Средь житейских невзгод и земных тягот
Ты тянись, принимайся, росток малый –
Я хочу, чтоб однажды твоих ягод
Непременно набрали отец с мамой;
Чтобы жить им на этой земле долго
Даровал милосердно Господь Вышний.
В сорок лет начинается жизнь только –
Я сажаю на заднем дворе вишни.
***
Как душа оказалась мертвее лежащих в гробу?
И не впрок ей ни чудо, ни радости Богоявленья.
Говорю я: зачем посещаешь худую рабу?
Чтоб острее потом ощутить мне тоску оставленья?
Бесконечные дни всё идут и идут чередой:
Снова вечер и утро, в привычной молитвенной позе
Ничего не прошу – упиваюсь своею бедой,
Только эта беда не зовётся печалью по Бозе.
Так и пью эту боль, как несчастный пропойца с горла.
Кто теперь мне подаст избавленье, как высшее благо,
Если бедной голубкой в смертельных объятьях орла
Впало сердце моё в руки страшные Бога Живаго?
***
Октябрь, и лес как будто поредел,
Но сердце радо тихому раздолью.
О Боже, если есть скорбям предел,
И точно плачешь Ты над нашей болью…
Здесь, на планете, проклятой навек,
Оставленный на горестные муки,
Приходит ли, уходит человек,
А принимают нас земные руки.
Настанет час, померкнет слава дня,
Вздохнёт природа в траурном убранстве,
Позволь тому, что будет от меня,
Не затеряться в сумрачном пространстве.
Пусть где-то там, в сиянии луны
Протянут руки бережно, радушно
И, развернув тугие пелены,
Прижмут к груди мою живую душу.
***
Пусть за резным окном также цветёт сирень,
Машет вишнёвый сад белым своим крылом.
Господи, сотвори в Твой Невечерний День
Нашей большой родне сесть за одним столом.

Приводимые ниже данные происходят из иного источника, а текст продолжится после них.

//! Protocol logic for processing `MsgChannelOpenInit` messages.

use crate::core::channel::channel::{ChannelEnd, Counterparty, State};
use crate::core::channel::error::ChannelError;
use crate::core::channel::events::OpenInit;
use crate::core::channel::handler::emit_module_extras;
use crate::core::channel::msgs::MsgChannelOpenInit;
use crate::core::context::{ContextError, ExecutionContext, ValidationContext};
use crate::core::events::CoreEvent;
use crate::core::host::path::{ChannelEndPath, SeqAckPath, SeqRecvPath, SeqSendPath};
use crate::core::routing::module::Module;
use crate::prelude::*;

pub fn validate<Ctx>(
    ctx_a: &Ctx,
    module: &dyn Module,
    msg: &MsgChannelOpenInit,
) -> Result<(), ContextError>
where
    Ctx: ValidationContext,
{
    ctx_a.validate_message_signer(&msg.signer)?;

    let chan_end_path_on_a = ChannelEndPath::new(&msg.port_id_on_a, &msg.chan_id_on_a);
    if ctx_a.channel_end(&chan_end_path_on_a).is_ok() {
        return Err(ChannelError::ChannelAlreadyExists {
            port_id: msg.port_id_on_a.clone(),
            channel_id: msg.chan_id_on_a.clone(),
        }
        .into());
    }

    if msg.connection_hops_on_a.len() != 1 {
        return Err(ChannelError::InvalidConnectionHopsLength {
            expected: 1,
            actual: msg.connection_hops_on_a.len() as u64,
        }
        .into());
    }

    // Channels may only be opened on top of an open connection.
    let conn_id_on_a = &msg.connection_hops_on_a[0];
    let conn_end_on_a = ctx_a.connection_end(conn_id_on_a)?;
    if !conn_end_on_a.state().is_open() {
        return Err(ChannelError::ConnectionNotOpen {
            connection_id: conn_id_on_a.clone(),
        }
        .into());
    }

    let counterparty = Counterparty::new(msg.port_id_on_b.clone(), None);
    module
        .on_chan_open_init_validate(
            msg.ordering,
            &msg.connection_hops_on_a,
            &msg.port_id_on_a,
            &msg.chan_id_on_a,
            &counterparty,
            &msg.version_proposal,
        )
        .map_err(ContextError::Channel)?;

    Ok(())
}

pub fn execute<Ctx>(
    ctx_a: &mut Ctx,
    module: &mut dyn Module,
    msg: MsgChannelOpenInit,
) -> Result<(), ContextError>
where
    Ctx: ExecutionContext,
{
    let counterparty = Counterparty::new(msg.port_id_on_b.clone(), None);
    let (extras, version) = module
        .on_chan_open_init_execute(
            msg.ordering,
            &msg.connection_hops_on_a,
            &msg.port_id_on_a,
            &msg.chan_id_on_a,
            &counterparty,
            &msg.version_proposal,
        )
        .map_err(ContextError::Channel)?;

    let conn_id_on_a = msg.connection_hops_on_a[0].clone();
    let chan_end_on_a = ChannelEnd::new(
        State::Init,
        msg.ordering,
        counterparty,
        msg.connection_hops_on_a,
        version,
    )?;

    let chan_end_path_on_a = ChannelEndPath::new(&msg.port_id_on_a, &msg.chan_id_on_a);
    ctx_a.store_channel(chan_end_path_on_a, chan_end_on_a)?;

    // Fresh channels start all three counters at one.
    ctx_a.store_next_sequence_send(
        SeqSendPath::new(&msg.port_id_on_a, &msg.chan_id_on_a),
        1.into(),
    )?;
    ctx_a.store_next_sequence_recv(
        SeqRecvPath::new(&msg.port_id_on_a, &msg.chan_id_on_a),
        1.into(),
    )?;
    ctx_a.store_next_sequence_ack(
        SeqAckPath::new(&msg.port_id_on_a, &msg.chan_id_on_a),
        1.into(),
    )?;

    ctx_a.log_message("success: chan_open_init verification passed".to_string())?;
    tracing::debug!(port_id = %msg.port_id_on_a, channel_id = %msg.chan_id_on_a, "channel open init");

    ctx_a.emit_event(CoreEvent::OpenInitChannel(OpenInit::new(
        msg.port_id_on_a,
        msg.chan_id_on_a,
        msg.port_id_on_b,
        None,
        conn_id_on_a,
    )))?;
    emit_module_extras(ctx_a, extras)?;

    Ok(())
}

#[cfg(test)]
mod tests {
    use core::str::FromStr;

    use test_log::test;

    use super::*;
    use crate::core::channel::channel::Order;
    use crate::core::channel::msgs::ChannelMsg;
    use crate::core::channel::version::Version;
    use crate::core::commitment::CommitmentPrefix;
    use crate::core::connection::connection::{
        ConnectionEnd, Counterparty as ConnectionCounterparty, State as ConnectionState,
    };
    use crate::core::connection::version::get_compatible_versions;
    use crate::core::entrypoint::dispatch;
    use crate::core::host::identifier::{ChannelId, ClientId, ConnectionId, PortId};
    use crate::core::port::error::PortError;
    use crate::core::routing::module::ModuleId;
    use crate::core::routing::MsgEnvelope;
    use crate::mock::dummy_module::DummyModule;
    use crate::mock::context::MockContext;
    use crate::mock::router::MockRouter;
    use crate::Signer;

    fn port_id() -> PortId {
        PortId::from_str("testportid").expect("valid identifier")
    }

    fn conn_id() -> ConnectionId {
        ConnectionId::from_str("connectionatob").expect("valid identifier")
    }

    fn connection_end(state: ConnectionState) -> ConnectionEnd {
        ConnectionEnd::new(
            state,
            ClientId::from_str("mockclientaa").expect("valid identifier"),
            ConnectionCounterparty::new(
                ClientId::from_str("mockclientbb").expect("valid identifier"),
                Some(ConnectionId::from_str("connectionbtoa").expect("valid identifier")),
                CommitmentPrefix::try_from(b"peerprefix".to_vec()).expect("non-empty"),
            ),
            get_compatible_versions(),
        )
        .expect("non-empty versions")
    }

    fn msg() -> MsgChannelOpenInit {
        MsgChannelOpenInit {
            port_id_on_a: port_id(),
            chan_id_on_a: ChannelId::from_str("channelatob").expect("valid identifier"),
            connection_hops_on_a: vec![conn_id()],
            port_id_on_b: PortId::from_str("testcpportid").expect("valid identifier"),
            ordering: Order::Unordered,
            version_proposal: Version::empty(),
            signer: Signer::from("testsigner"),
        }
    }

    fn router_with_dummy() -> MockRouter {
        let mut router = MockRouter::new();
        let module_id = ModuleId::new("dummymodule");
        router.add_route(module_id.clone(), DummyModule::default());
        router.bind_port(port_id(), module_id).expect("fresh binding");
        router
    }

    #[test]
    fn open_init_creates_the_channel_and_counters() {
        let mut ctx = MockContext::default().with_connection(
            &conn_id(),
            connection_end(ConnectionState::Open),
        );
        let mut router = router_with_dummy();

        dispatch(&mut ctx, &mut router, MsgEnvelope::Channel(ChannelMsg::OpenInit(msg())))
            .expect("channel created");

        let chan_end = ctx
            .channel_end(&ChannelEndPath::new(&msg().port_id_on_a, &msg().chan_id_on_a))
            .expect("channel stored");
        assert!(chan_end.state_matches(&State::Init));

        let seq = ctx
            .get_next_sequence_send(&SeqSendPath::new(&msg().port_id_on_a, &msg().chan_id_on_a))
            .expect("counter seeded");
        assert_eq!(u64::from(seq), 1);
    }

    #[test]
    fn open_init_requires_an_open_connection() {
        let mut ctx = MockContext::default().with_connection(
            &conn_id(),
            connection_end(ConnectionState::Init),
        );
        let mut router = router_with_dummy();

        let res = dispatch(&mut ctx, &mut router, MsgEnvelope::Channel(ChannelMsg::OpenInit(msg())));
        assert!(matches!(
            res,
            Err(ContextError::Channel(ChannelError::ConnectionNotOpen { .. }))
        ));
    }

    #[test]
    fn open_init_requires_a_bound_port() {
        let mut ctx = MockContext::default().with_connection(
            &conn_id(),
            connection_end(ConnectionState::Open),
        );
        let mut router = MockRouter::new();

        let res = dispatch(&mut ctx, &mut router, MsgEnvelope::Channel(ChannelMsg::OpenInit(msg())));
        assert!(matches!(
            res,
            Err(ContextError::Port(PortError::UnknownPort { .. }))
        ));
    }

    #[test]
    fn open_init_rejects_a_duplicate_channel() {
        let mut ctx = MockContext::default().with_connection(
            &conn_id(),
            connection_end(ConnectionState::Open),
        );
        let mut router = router_with_dummy();

        dispatch(&mut ctx, &mut router, MsgEnvelope::Channel(ChannelMsg::OpenInit(msg())))
            .expect("channel created");
        let res = dispatch(&mut ctx, &mut router, MsgEnvelope::Channel(ChannelMsg::OpenInit(msg())));
        assert!(matches!(
            res,
            Err(ContextError::Channel(
                ChannelError::ChannelAlreadyExists { .. }
            ))
        ));
    }
}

Внуки моих детей, предки моих дедов –
Пусть за трапезой той всякий найдёт приют.
Буду идти, идти меж дорогих рядов,
Буду смотреть, смотреть, слушать, о чём поют.
Пусть надо мной рука время совьёт в кольцо,
Канет в небытие смерти слепой оскал.
Станет так просто вдруг каждого знать в лицо,
С каждым найти слова, с каждым поднять бокал.
Всех вековых обид память сгорит дотла.
Нечего мне просить, только скажу – изволь,
Боже, остаться здесь, сесть во главе стола
И разделить-поесть с нами Твои хлеб-соль.